I am 75 yrs. old and remember that once about 55 yrs. ago they used to sell kits for inexpensive complete dress forms made of brown paper tape. The secret of getting it to fit around the bust, etc. was cutting the pieces short enough to work with more easily. Strength was gained by two to three layers of the tape. The tape was put on over tubular knitted, cotton fabric. I made one with the kit on my mother and it worked well until she became nauseated and the form had to be cut quickly down the back and taken off. Later, we both went to the Singer shop and had personal forms made for our selves. I remember that they were expensive, but well finished and were made by heating some sheets of copper colored material (HOT!) and then smoothing onto the body with their hands after dipping them in what looked to be soapy water. From that point on took about three weeks longer for the experts to finish them with stands, etc.

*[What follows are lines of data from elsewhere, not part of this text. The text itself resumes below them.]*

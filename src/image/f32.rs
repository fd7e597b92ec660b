//! Owned single-channel f32 image in row-major layout (stride == width).
//!
//! Suited for numeric processing in the pipeline. Provides row access and a
//! contiguous slice when `stride == width`.
use crate::error::Error;

#[derive(Clone, Debug, PartialEq)]
pub struct ImageF32 {
    /// Image width in pixels
    pub w: usize,
    /// Image height in pixels
    pub h: usize,
    /// Number of f32 elements between consecutive rows (equals `w`)
    pub stride: usize,
    /// Backing storage in row-major order
    pub data: Vec<f32>,
}

impl ImageF32 {
    /// Construct a zero-initialized buffer of size `w × h`.
    pub fn new(w: usize, h: usize) -> Self {
        Self {
            w,
            h,
            stride: w,
            data: vec![0.0; w * h],
        }
    }

    /// Wrap a caller-supplied buffer, rejecting a length that does not match
    /// `w * h`.
    pub fn from_vec(w: usize, h: usize, data: Vec<f32>) -> Result<Self, Error> {
        let expected = w
            .checked_mul(h)
            .ok_or(Error::DimensionsTooLarge { width: w, height: h })?;
        if data.len() != expected {
            return Err(Error::SizeMismatch {
                expected,
                actual: data.len(),
            });
        }
        Ok(Self {
            w,
            h,
            stride: w,
            data,
        })
    }

    #[inline]
    /// Convert (x, y) to a linear index into `data`.
    pub fn idx(&self, x: usize, y: usize) -> usize {
        y * self.stride + x
    }
    #[inline]
    /// Get the pixel value at (x, y).
    pub fn get(&self, x: usize, y: usize) -> f32 {
        self.data[self.idx(x, y)]
    }
    #[inline]
    /// Set the pixel value at (x, y).
    pub fn set(&mut self, x: usize, y: usize, v: f32) {
        let i = self.idx(x, y);
        self.data[i] = v;
    }
}

impl crate::image::traits::ImageView for ImageF32 {
    type Pixel = f32;

    #[inline]
    fn width(&self) -> usize {
        self.w
    }
    #[inline]
    fn height(&self) -> usize {
        self.h
    }
    #[inline]
    fn stride(&self) -> usize {
        self.stride
    }
    #[inline]
    fn row(&self, y: usize) -> &[f32] {
        let start = y * self.stride;
        &self.data[start..start + self.w]
    }
    #[inline]
    fn as_slice(&self) -> Option<&[f32]> {
        (self.stride == self.w).then_some(&self.data[..self.w * self.h])
    }
}

impl crate::image::traits::ImageViewMut for ImageF32 {
    #[inline]
    fn row_mut(&mut self, y: usize) -> &mut [f32] {
        let start = y * self.stride;
        let end = start + self.w;
        &mut self.data[start..end]
    }

    #[inline]
    fn as_mut_slice(&mut self) -> Option<&mut [f32]> {
        if self.stride == self.w {
            Some(&mut self.data[..self.w * self.h])
        } else {
            None
        }
    }
}

#[cfg(test)]
mod tests {
    use super::ImageF32;
    use crate::error::Error;
    use crate::image::ImageView;

    #[test]
    fn from_vec_accepts_matching_length() {
        let img = ImageF32::from_vec(3, 2, vec![1.0, 2.0, 3.0, 4.0, 5.0, 6.0]).expect("valid");
        assert_eq!(img.row(0), &[1.0, 2.0, 3.0]);
        assert_eq!(img.row(1), &[4.0, 5.0, 6.0]);
        assert_eq!(img.get(2, 1), 6.0);
    }

    #[test]
    fn from_vec_rejects_overflowing_dimensions() {
        let err = ImageF32::from_vec(usize::MAX, 2, Vec::new()).unwrap_err();
        assert_eq!(
            err,
            Error::DimensionsTooLarge {
                width: usize::MAX,
                height: 2
            }
        );
    }

    #[test]
    fn from_vec_rejects_length_mismatch() {
        let err = ImageF32::from_vec(3, 2, vec![0.0; 5]).unwrap_err();
        assert_eq!(
            err,
            Error::SizeMismatch {
                expected: 6,
                actual: 5
            }
        );
    }
}
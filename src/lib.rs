#![doc = include_str!("../README.md")]

pub mod config;
pub mod error;
pub mod image;
pub mod pyramid;

// --- High-level re-exports -------------------------------------------------

pub use crate::error::Error;
pub use crate::image::ImageF32;
pub use crate::pyramid::{Pyramid, PyramidOptions};

// --- Prelude ---------------------------------------------------------------

/// Small prelude for quick experiments.
///
/// ```
/// use lpyramid::prelude::*;
///
/// let (w, h) = (32usize, 24usize);
/// let img = ImageF32::from_vec(w, h, vec![0.25f32; w * h]).unwrap();
///
/// let pyr = Pyramid::build(img, PyramidOptions::new(4)).unwrap();
/// assert_eq!(pyr.levels(), 4);
/// assert!((pyr.value_at(5, 5, 3).unwrap() - 0.25).abs() < 1e-6);
/// ```
pub mod prelude {
    pub use crate::image::ImageF32;
    pub use crate::{Error, Pyramid, PyramidOptions};
}
//! 5×5 blur convolution with mirror boundary handling.
//!
//! The 2-D weight at offset `(i, j)` is the outer product
//! `taps[i + r] * taps[j + r]` of the 1-D kernel with itself. The 25 taps are
//! accumulated per pixel in a fixed order (column offset outer, row offset
//! inner), so repeated runs produce bit-identical output even though rows are
//! processed in parallel.

use crate::image::ImageF32;
use rayon::prelude::*;

/// Trait implemented by separable 1D filters used for the blur stage.
pub trait SeparableFilter {
    /// Return the 1D taps (in left-to-right order). The kernel is assumed to
    /// be symmetric around its centre and normalised to sum to 1.
    fn taps(&self) -> &[f32];
}

/// Simple wrapper around a static filter kernel.
#[derive(Clone, Copy, Debug)]
pub struct StaticSeparableFilter {
    taps: &'static [f32],
}

impl Default for StaticSeparableFilter {
    fn default() -> Self {
        BLUR_5TAP
    }
}

impl StaticSeparableFilter {
    pub const fn new(taps: &'static [f32]) -> Self {
        Self { taps }
    }
}

impl SeparableFilter for StaticSeparableFilter {
    #[inline]
    fn taps(&self) -> &[f32] {
        self.taps
    }
}

/// Normalised 5-tap blur filter `[0.05, 0.25, 0.4, 0.25, 0.05]`.
pub const BLUR_5TAP: StaticSeparableFilter =
    StaticSeparableFilter::new(&[0.05, 0.25, 0.4, 0.25, 0.05]);

/// Convolve `src` with the filter, writing into `dst` of identical size.
///
/// Borders mirror: index `-1` maps to `1` (reflection around the edge pixel)
/// and index `width` maps to `width - 1`, `width + 1` to `width - 2` (the
/// high side repeats the edge sample once). Rows of `dst` are filled in
/// parallel; each output pixel reads only `src` and owns its output slot.
pub fn convolve_into(src: &ImageF32, dst: &mut ImageF32, filter: StaticSeparableFilter) {
    assert_eq!(src.w, dst.w, "convolution requires matching widths");
    assert_eq!(src.h, dst.h, "convolution requires matching heights");
    assert!(src.w * src.h > 1, "convolution needs more than one sample");

    let taps = filter.taps();
    assert!(taps.len() % 2 == 1, "filter must have an odd tap count");
    let radius = (taps.len() / 2) as isize;
    let (w, h) = (src.w, src.h);

    dst.data
        .par_chunks_mut(w)
        .enumerate()
        .for_each(|(y, dst_row)| {
            for (x, dst_px) in dst_row.iter_mut().enumerate() {
                let mut acc = 0.0f32;
                for i in -radius..=radius {
                    let wx = taps[(i + radius) as usize];
                    let nx = reflect_index(x as isize + i, w);
                    for j in -radius..=radius {
                        let wy = taps[(j + radius) as usize];
                        let ny = reflect_index(y as isize + j, h);
                        acc += wx * wy * src.data[ny * w + nx];
                    }
                }
                *dst_px = acc;
            }
        });
}

/// Convenience wrapper allocating the output buffer.
pub fn convolve(src: &ImageF32, filter: StaticSeparableFilter) -> ImageF32 {
    let mut out = ImageF32::new(src.w, src.h);
    convolve_into(src, &mut out, filter);
    out
}

/// Fold an out-of-range index back into `0..upper`: `-idx` below zero,
/// `2*upper - idx - 1` at or above `upper`. For any image at least two pixels
/// wide a single reflection suffices for the 5-tap kernel; the loop also
/// keeps 1-wide strips in range.
fn reflect_index(mut idx: isize, upper: usize) -> usize {
    let upper = upper as isize;
    loop {
        if idx < 0 {
            idx = -idx;
        } else if idx >= upper {
            idx = 2 * upper - idx - 1;
        } else {
            return idx as usize;
        }
    }
}
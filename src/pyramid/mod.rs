//! Non-subsampled grayscale blur pyramid.
//!
//! Level 0 is a copy of the input. Each next level is the previous one
//! convolved with a fixed separable-in-effect 5×5 kernel using mirror
//! (reflect) boundary handling. All levels keep the source resolution; only
//! the effective blur radius grows with the level index.

pub mod conv;
mod options;

pub use self::conv::{SeparableFilter, StaticSeparableFilter, BLUR_5TAP};
pub use self::options::{PyramidOptions, DEFAULT_LEVELS};

use self::conv::convolve_into;
use crate::error::Error;
use crate::image::ImageF32;
use log::debug;

/// Immutable stack of equally sized blur levels.
#[derive(Clone, Debug)]
pub struct Pyramid {
    levels: Vec<ImageF32>,
}

impl Pyramid {
    /// Build a pyramid from an owned f32 image using the provided options.
    ///
    /// A 1×1 input skips convolution entirely: every level is a copy of the
    /// single source sample.
    pub fn build(image: ImageF32, options: PyramidOptions) -> Result<Self, Error> {
        if options.levels == 0 {
            return Err(Error::InvalidLevelCount);
        }
        if image.w == 0 || image.h == 0 {
            return Err(Error::ZeroDimension);
        }

        let (w, h) = (image.w, image.h);
        let mut levels = Vec::with_capacity(options.levels);
        levels.push(image);

        for _lvl in 1..options.levels {
            let prev = levels.last().expect("previous level available");
            let next = if w * h <= 1 {
                levels[0].clone()
            } else {
                let mut out = ImageF32::new(w, h);
                convolve_into(prev, &mut out, options.filter);
                out
            };
            levels.push(next);
        }

        debug!(
            "Pyramid::build done: {}x{} levels={}",
            w,
            h,
            levels.len()
        );
        Ok(Self { levels })
    }

    /// Build from a borrowed row-major buffer of `width * height` samples.
    pub fn build_from_slice(
        buffer: &[f32],
        width: usize,
        height: usize,
        options: PyramidOptions,
    ) -> Result<Self, Error> {
        let image = ImageF32::from_vec(width, height, buffer.to_vec())?;
        Self::build(image, options)
    }

    /// Image width in pixels, shared by every level.
    pub fn width(&self) -> usize {
        self.levels[0].w
    }

    /// Image height in pixels, shared by every level.
    pub fn height(&self) -> usize {
        self.levels[0].h
    }

    /// Number of levels, equal to the requested depth.
    pub fn levels(&self) -> usize {
        self.levels.len()
    }

    /// Borrow a whole level buffer.
    pub fn level(&self, level: usize) -> Option<&ImageF32> {
        self.levels.get(level)
    }

    /// Stored sample at column `x`, row `y` of the given level.
    pub fn value_at(&self, x: usize, y: usize, level: usize) -> Result<f32, Error> {
        let img = self.levels.get(level).ok_or(Error::LevelOutOfRange {
            level,
            levels: self.levels.len(),
        })?;
        if x >= img.w || y >= img.h {
            return Err(Error::CoordOutOfRange {
                x,
                y,
                width: img.w,
                height: img.h,
            });
        }
        Ok(img.get(x, y))
    }
}

#[cfg(test)]
mod tests {
    use super::{Pyramid, PyramidOptions};
    use crate::error::Error;
    use crate::image::ImageF32;

    #[test]
    fn rejects_zero_levels() {
        let img = ImageF32::new(4, 4);
        let err = Pyramid::build(img, PyramidOptions::new(0)).unwrap_err();
        assert_eq!(err, Error::InvalidLevelCount);
    }

    #[test]
    fn rejects_zero_dimensions() {
        let img = ImageF32::new(0, 4);
        let err = Pyramid::build(img, PyramidOptions::new(2)).unwrap_err();
        assert_eq!(err, Error::ZeroDimension);
    }

    #[test]
    fn build_from_slice_rejects_length_mismatch() {
        let err = Pyramid::build_from_slice(&[0.0; 10], 4, 4, PyramidOptions::new(2)).unwrap_err();
        assert_eq!(
            err,
            Error::SizeMismatch {
                expected: 16,
                actual: 10
            }
        );
    }

    #[test]
    fn value_at_checks_level_and_coords() {
        let img = ImageF32::new(3, 2);
        let pyr = Pyramid::build(img, PyramidOptions::new(2)).expect("valid build");

        assert_eq!(
            pyr.value_at(0, 0, 2),
            Err(Error::LevelOutOfRange { level: 2, levels: 2 })
        );
        assert_eq!(
            pyr.value_at(3, 0, 0),
            Err(Error::CoordOutOfRange {
                x: 3,
                y: 0,
                width: 3,
                height: 2
            })
        );
        assert_eq!(pyr.value_at(2, 1, 1).map(|v| v.is_finite()), Ok(true));
    }
}
/// Generates a ramp where sample (x, y) = x + 10*y.
pub fn ramp_f32(width: usize, height: usize) -> Vec<f32> {
    assert!(width > 0 && height > 0, "image dimensions must be positive");

    let mut img = vec![0.0f32; width * height];
    for y in 0..height {
        for x in 0..width {
            img[y * width + x] = x as f32 + 10.0 * y as f32;
        }
    }
    img
}

/// Generates a zero image with a single unit impulse at the centre.
pub fn impulse_f32(width: usize, height: usize) -> Vec<f32> {
    assert!(width > 0 && height > 0, "image dimensions must be positive");

    let mut img = vec![0.0f32; width * height];
    img[(height / 2) * width + width / 2] = 1.0;
    img
}

/// Deterministic pseudo-random image in [0, 1), seeded by a fixed LCG.
pub fn noise_f32(width: usize, height: usize) -> Vec<f32> {
    assert!(width > 0 && height > 0, "image dimensions must be positive");

    let mut state = 0x2545f491u32;
    let mut img = Vec::with_capacity(width * height);
    for _ in 0..width * height {
        state = state.wrapping_mul(1664525).wrapping_add(1013904223);
        img.push((state >> 8) as f32 / (1u32 << 24) as f32);
    }
    img
}
use core::fmt;

/// Validation and query errors surfaced at the engine boundary.
///
/// The engine never panics on malformed caller input; dimension mismatches
/// and out-of-range queries are reported explicitly.
#[derive(Debug, Clone, PartialEq, Eq)]
pub enum Error {
    /// Buffer length does not match `width * height`.
    SizeMismatch { expected: usize, actual: usize },
    /// `width * height` does not fit in `usize`.
    DimensionsTooLarge { width: usize, height: usize },
    /// Width or height is zero.
    ZeroDimension,
    /// A pyramid needs at least one level.
    InvalidLevelCount,
    /// Queried level index is past the configured depth.
    LevelOutOfRange { level: usize, levels: usize },
    /// Queried pixel coordinate is outside the image extents.
    CoordOutOfRange {
        x: usize,
        y: usize,
        width: usize,
        height: usize,
    },
}

impl fmt::Display for Error {
    fn fmt(&self, f: &mut fmt::Formatter<'_>) -> fmt::Result {
        match self {
            Self::SizeMismatch { expected, actual } => {
                write!(f, "buffer size mismatch: expected {expected}, got {actual}")
            }
            Self::DimensionsTooLarge { width, height } => {
                write!(f, "image dimensions {width}x{height} overflow")
            }
            Self::ZeroDimension => write!(f, "image dimensions must be positive"),
            Self::InvalidLevelCount => write!(f, "pyramid requires at least one level"),
            Self::LevelOutOfRange { level, levels } => {
                write!(f, "level {level} out of range (pyramid has {levels})")
            }
            Self::CoordOutOfRange {
                x,
                y,
                width,
                height,
            } => {
                write!(f, "pixel ({x}, {y}) out of range for {width}x{height} image")
            }
        }
    }
}

impl std::error::Error for Error {}
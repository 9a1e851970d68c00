//! Session collaborator
//!
//! Authentication lives outside this crate. The engine only needs the
//! current user and a push notification when it changes.

use serde::{Deserialize, Serialize};
use std::fmt;
use tokio::sync::watch;

/// Opaque identifier of an authenticated user
#[derive(Debug, Clone, PartialEq, Eq, Hash, PartialOrd, Ord, Serialize, Deserialize)]
#[serde(transparent)]
pub struct UserId(String);

impl UserId {
    pub fn new(id: impl Into<String>) -> Self {
        Self(id.into())
    }

    pub fn as_str(&self) -> &str {
        &self.0
    }
}

impl fmt::Display for UserId {
    fn fmt(&self, f: &mut fmt::Formatter<'_>) -> fmt::Result {
        f.write_str(&self.0)
    }
}

impl From<&str> for UserId {
    fn from(id: &str) -> Self {
        Self::new(id)
    }
}

/// Source of authentication state
pub trait SessionProvider: Send + Sync {
    /// The signed-in user, if any
    fn current_user_id(&self) -> Option<UserId>;

    /// Whether a user is signed in
    fn is_authenticated(&self) -> bool {
        self.current_user_id().is_some()
    }

    /// Receiver notified on every sign-in, sign-out, or user switch
    fn changes(&self) -> watch::Receiver<Option<UserId>>;
}

/// In-process session driven by explicit sign-in/sign-out calls
#[derive(Debug)]
pub struct StaticSession {
    tx: watch::Sender<Option<UserId>>,
}

impl StaticSession {
    /// Session with nobody signed in
    pub fn signed_out() -> Self {
        let (tx, _rx) = watch::channel(None);
        Self { tx }
    }

    /// Session already signed in as `user_id`
    pub fn signed_in(user_id: UserId) -> Self {
        let (tx, _rx) = watch::channel(Some(user_id));
        Self { tx }
    }

    pub fn sign_in(&self, user_id: UserId) {
        tracing::info!(user_id = %user_id, "Session signed in");
        self.tx.send_replace(Some(user_id));
    }

    pub fn sign_out(&self) {
        tracing::info!("Session signed out");
        self.tx.send_replace(None);
    }
}

impl SessionProvider for StaticSession {
    fn current_user_id(&self) -> Option<UserId> {
        self.tx.borrow().clone()
    }

    fn changes(&self) -> watch::Receiver<Option<UserId>> {
        self.tx.subscribe()
    }
}
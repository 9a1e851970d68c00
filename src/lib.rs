//! quanta-watch: watchlist quote synchronization for the Quanta dashboard
//!
//! This library provides the core components for:
//! - Ticker symbol validation
//! - Quote retrieval from Finnhub (or an in-memory mock)
//! - Concurrent, collect-all batch fetching
//! - Per-user watchlists persisted to a profile document store
//! - Interval-driven refresh subscriptions with clean cancellation
//! - Session-driven dashboard wiring
//! - Structured logging and Prometheus metrics

pub mod cli;
pub mod config;
pub mod dashboard;
pub mod fetch;
pub mod quote;
pub mod refresh;
pub mod session;
pub mod store;
pub mod symbol;
pub mod telemetry;
pub mod watchlist;
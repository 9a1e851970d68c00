//! Structured logging setup

use serde::{Deserialize, Serialize};
use tracing_subscriber::{fmt, layer::SubscriberExt, util::SubscriberInitExt, EnvFilter};

/// Log output format
#[derive(Debug, Clone, Copy, Default, PartialEq, Eq, Deserialize, Serialize)]
#[serde(rename_all = "lowercase")]
pub enum LogFormat {
    /// Human-readable format
    #[default]
    Pretty,
    /// JSON format for log aggregation
    Json,
}

/// Initialize logging with the given level; `RUST_LOG` takes precedence
pub fn init_logging(level: &str, format: LogFormat) -> anyhow::Result<()> {
    let filter = EnvFilter::try_from_default_env().unwrap_or_else(|_| EnvFilter::new(level));

    let result = match format {
        LogFormat::Pretty => tracing_subscriber::registry()
            .with(filter)
            .with(fmt::layer().with_writer(std::io::stderr))
            .try_init(),
        LogFormat::Json => tracing_subscriber::registry()
            .with(filter)
            .with(fmt::layer().json().with_writer(std::io::stderr))
            .try_init(),
    };

    result.map_err(|e| anyhow::anyhow!("Failed to init logging: {}", e))
}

The instructions which came with the kit showed exactly how the tape was to be wrapped on each section of the body. After the tape-form was finished and had been cut off, the form was covered again by tubular knit which was anchored with some strong, narrow cotton tape which was attached down the center front & back and other strategic places. Aren't there any of those kits to be had anymore?

Hope there are one or two ideas which may help make better and easier forms, in my ramblings on above.

I have to comment:

Yes, I have seen both these, but I don't think they are better or easier. In the Threads article about me there was also a lady that does the paper tape method. I've seen her at shows do this form and it takes her longer to do one than it does for me to do my method. I also don't like the hard type form you end up with.

There are many ways to make forms and some are better than others. You have to pick the one that fits your way of thinking. For me, duct tape is the best because you end up with a very accurate model of all the uniqueness of your body and it is a plushy type of form that acts much like human skin when you are using it to make fittings.

Until the day when we can step into a chamber of a computerized form making machine, be measured by laser beams and while walking out a perfect computer generated android-type form will immediately emerge from the other side of the machine, I'm sticking with my Duct Tape.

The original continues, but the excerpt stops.